Why? Among other reasons, because “each child is a unique case” absolutely unrepeatable, different from all the others. No manual is capable of explaining this specific “case.” Learning to modulate the principles according to temperament, age, and the circumstances in which the children find themselves is necessary. And only love allows us to know each one of them as they are today and now and to act accordingly: even if we concede the truth of the saying that “love is blind,” it is much more profound and true to maintain that it is sharp and perceptive, clairvoyant; and that, when it comes to people, only an authentic love enables us to know them in depth.

It will be love that will teach parents to discover the most appropriate time to speak and to be silent; the time to play with their children and to be interested in their problems without subjecting them to interrogation and to respect their need to be alone; the times when it is convenient to “let go a little” and to “not to take any notice” versus the times when it is appropriate to intervene decisively and even with resolute liveliness.

And, as I said, in this difficult art, parents are irreplaceable. A married couple, very burdened by their professional work, was looking in a toy store for a gift for their child: they asked for something that would amuse him, keep him calm, and, above all, take away the feeling of being alone. A smart sales clerk explained: “I’m sorry, but we don’t sell parents.”

2) The first thing a child needs to be educated is that his parents love each other.

“We make sure he lacks nothing; we are attentive to his every whim, and yet…”. We often hear expressions like this one, uttered by so many parents who apparently pour themselves into their children – healthy and nutritious food, games, designer clothes, vacations by the sea, entertainment, etc. – but who forget the most important thing that the children need: that the parents themselves love each other and are united.

The mutual affection of parents has brought children into the world. And that same reciprocal affection must complete the task begun, helping the child to attain the fullness and happiness to which he is called. The natural complement of procreation, education, must be moved by the same causes – the love of the parents – that engendered the child.

For many centuries it has been said that, on leaving the mother’s womb, where the amniotic fluid protected and nourished it, the child urgently needs another “womb” and another “fluid,” without which it could not grow and develop, namely, those that the father and the mother create when they genuinely love each other.

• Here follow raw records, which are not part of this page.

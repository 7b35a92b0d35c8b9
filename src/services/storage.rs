//! The object-store seam shared by the API and the worker.
//!
//! Both processes talk to storage only through [`ObjectStore`], so the same
//! handlers run against S3 in production and against the local filesystem
//! backend in development and tests.

use async_trait::async_trait;
use bytes::Bytes;
use chrono::{DateTime, Utc};
use std::{io, time::Duration};
use thiserror::Error;

/// Validity window of every URL handed out to clients.
pub const PRESIGNED_URL_TTL: Duration = Duration::from_secs(3600);

const MAX_OBJECT_KEY_LEN: usize = 1024;
const BUCKET_NAME_MIN_LEN: usize = 3;
const BUCKET_NAME_MAX_LEN: usize = 63;

#[derive(Debug, Error)]
pub enum StorageError {
    #[error("bucket `{0}` not found")]
    BucketNotFound(String),
    #[error("bucket `{name}` invalid: {reason}")]
    InvalidBucketName { name: String, reason: String },
    #[error("object `{key}` not found in bucket `{bucket}`")]
    ObjectNotFound { bucket: String, key: String },
    #[error("invalid object key `{0}`")]
    InvalidObjectKey(String),
    #[error("presigned url is invalid or expired")]
    InvalidSignature,
    #[error("{operation} failed for `{bucket}/{key}`: {message}")]
    Backend {
        operation: &'static str,
        bucket: String,
        key: String,
        message: String,
    },
    #[error(transparent)]
    Io(#[from] io::Error),
}

pub type StorageResult<T> = Result<T, StorageError>;

/// Minimal metadata of a stored object.
#[derive(Debug, Clone, PartialEq, Eq)]
pub struct ObjectInfo {
    pub key: String,
    pub size_bytes: u64,
    pub content_type: Option<String>,
}

/// A time-limited read URL for one object.
#[derive(Debug, Clone)]
pub struct PresignedUrl {
    pub url: String,
    pub expires_at: DateTime<Utc>,
}

/// Flat key/value blob storage with presigned reads.
#[async_trait]
pub trait ObjectStore: Send + Sync {
    /// Short backend name used in logs and readiness output.
    fn name(&self) -> &'static str;

    /// Write `body` under `key`, replacing any existing object.
    async fn put_object(
        &self,
        bucket: &str,
        key: &str,
        body: Bytes,
        content_type: &str,
    ) -> StorageResult<ObjectInfo>;

    /// Read the full body of an object.
    async fn get_object(&self, bucket: &str, key: &str) -> StorageResult<Bytes>;

    /// Fetch metadata only; fails with `ObjectNotFound` when absent.
    async fn head_object(&self, bucket: &str, key: &str) -> StorageResult<ObjectInfo>;

    /// Issue a URL granting read access to one object for `expires_in`.
    async fn presign_get(
        &self,
        bucket: &str,
        key: &str,
        expires_in: Duration,
    ) -> StorageResult<PresignedUrl>;

    /// Verify the bucket is reachable. Used by readiness probes.
    async fn check_bucket(&self, bucket: &str) -> StorageResult<()>;
}

/// Reject keys that are empty, oversized, absolute, or traverse upwards.
pub fn ensure_key_safe(key: &str) -> StorageResult<()> {
    let invalid = key.is_empty()
        || key.len() > MAX_OBJECT_KEY_LEN
        || key.starts_with('/')
        || key.split('/').any(|segment| segment == "..")
        || key
            .bytes()
            .any(|b| b.is_ascii_control() || b == b'\\' || b == b'\0');

    if invalid {
        return Err(StorageError::InvalidObjectKey(key.to_string()));
    }
    Ok(())
}

/// Validate bucket names against the usual S3 naming rules.
pub fn ensure_bucket_name_safe(name: &str) -> StorageResult<()> {
    let fail = |reason: &str| {
        Err(StorageError::InvalidBucketName {
            name: name.to_string(),
            reason: reason.into(),
        })
    };

    if name.len() < BUCKET_NAME_MIN_LEN || name.len() > BUCKET_NAME_MAX_LEN {
        return fail("must be between 3 and 63 characters");
    }
    if !name
        .chars()
        .all(|c| matches!(c, 'a'..='z' | '0'..='9' | '.' | '-'))
    {
        return fail("allowed characters are lowercase letters, digits, dots, and hyphens");
    }
    if name.starts_with(['.', '-']) || name.ends_with(['.', '-']) {
        return fail("must start and end with a lowercase letter or digit");
    }
    if name.contains("..") || name.contains("-.") || name.contains(".-") {
        return fail("cannot contain consecutive dots or dot-hyphen combinations");
    }
    Ok(())
}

For this reason, each of the spouses should enhance the image of the other in the eyes of their children and avoid anything that might diminish their affection for their spouse. From the time the children are very young, in addition, to prudently but clearly manifesting the affection that unites them, the parents must pay attention not to reproach each other in front of them, not to allow one to do what the other forbids, to avoid specific aberrant recommendations to the child: “don’t tell this to daddy (or mommy),” etc.

3) Teaching to love

As we have just seen, the radical principle of education is that parents love each other and, as a result of this love, truly love their children; the aim of this education is that children, in turn, learn to like and love.

Curiously and in summary, to educate is to love, and to love is to teach to love.

As Rafael Tomás Caldera explains, “The true greatness of man, his perfection, therefore, his mission or task, is love. Everything else – professional ability, prestige, wealth, a more or less long life, intellectual development – must converge in love or it is ultimately meaningless”… and even if they are not directed towards love, they could be detrimental.

The entire educational task of parents must therefore be directed, in the last instance, to increase the capacity of each child to love and to avoid anything that makes them more selfish, more closed and self-centered, less capable of discovering, desiring, pursuing, and realizing the good of others.

This is the only way to contribute effectively to make them happy, since happiness – as shown by the most classical philosophers and the most accurate contemporary psychiatrists – is nothing more than the unintended effect of enlarging one’s own person, of progressively improving: and this can only be achieved by loving more and better, by expanding the boundaries of one’s own heart.

Seven more recommendations:

4) The best educator is by example.

Children tend to imitate the attitudes of adults, especially those they like or admire. They always keep sight of their parents; they watch them constantly, especially in the early years. They also see when they are not looking, and listen even when they are busy playing. They have a kind of radar that intercepts all the actions and words of their environment.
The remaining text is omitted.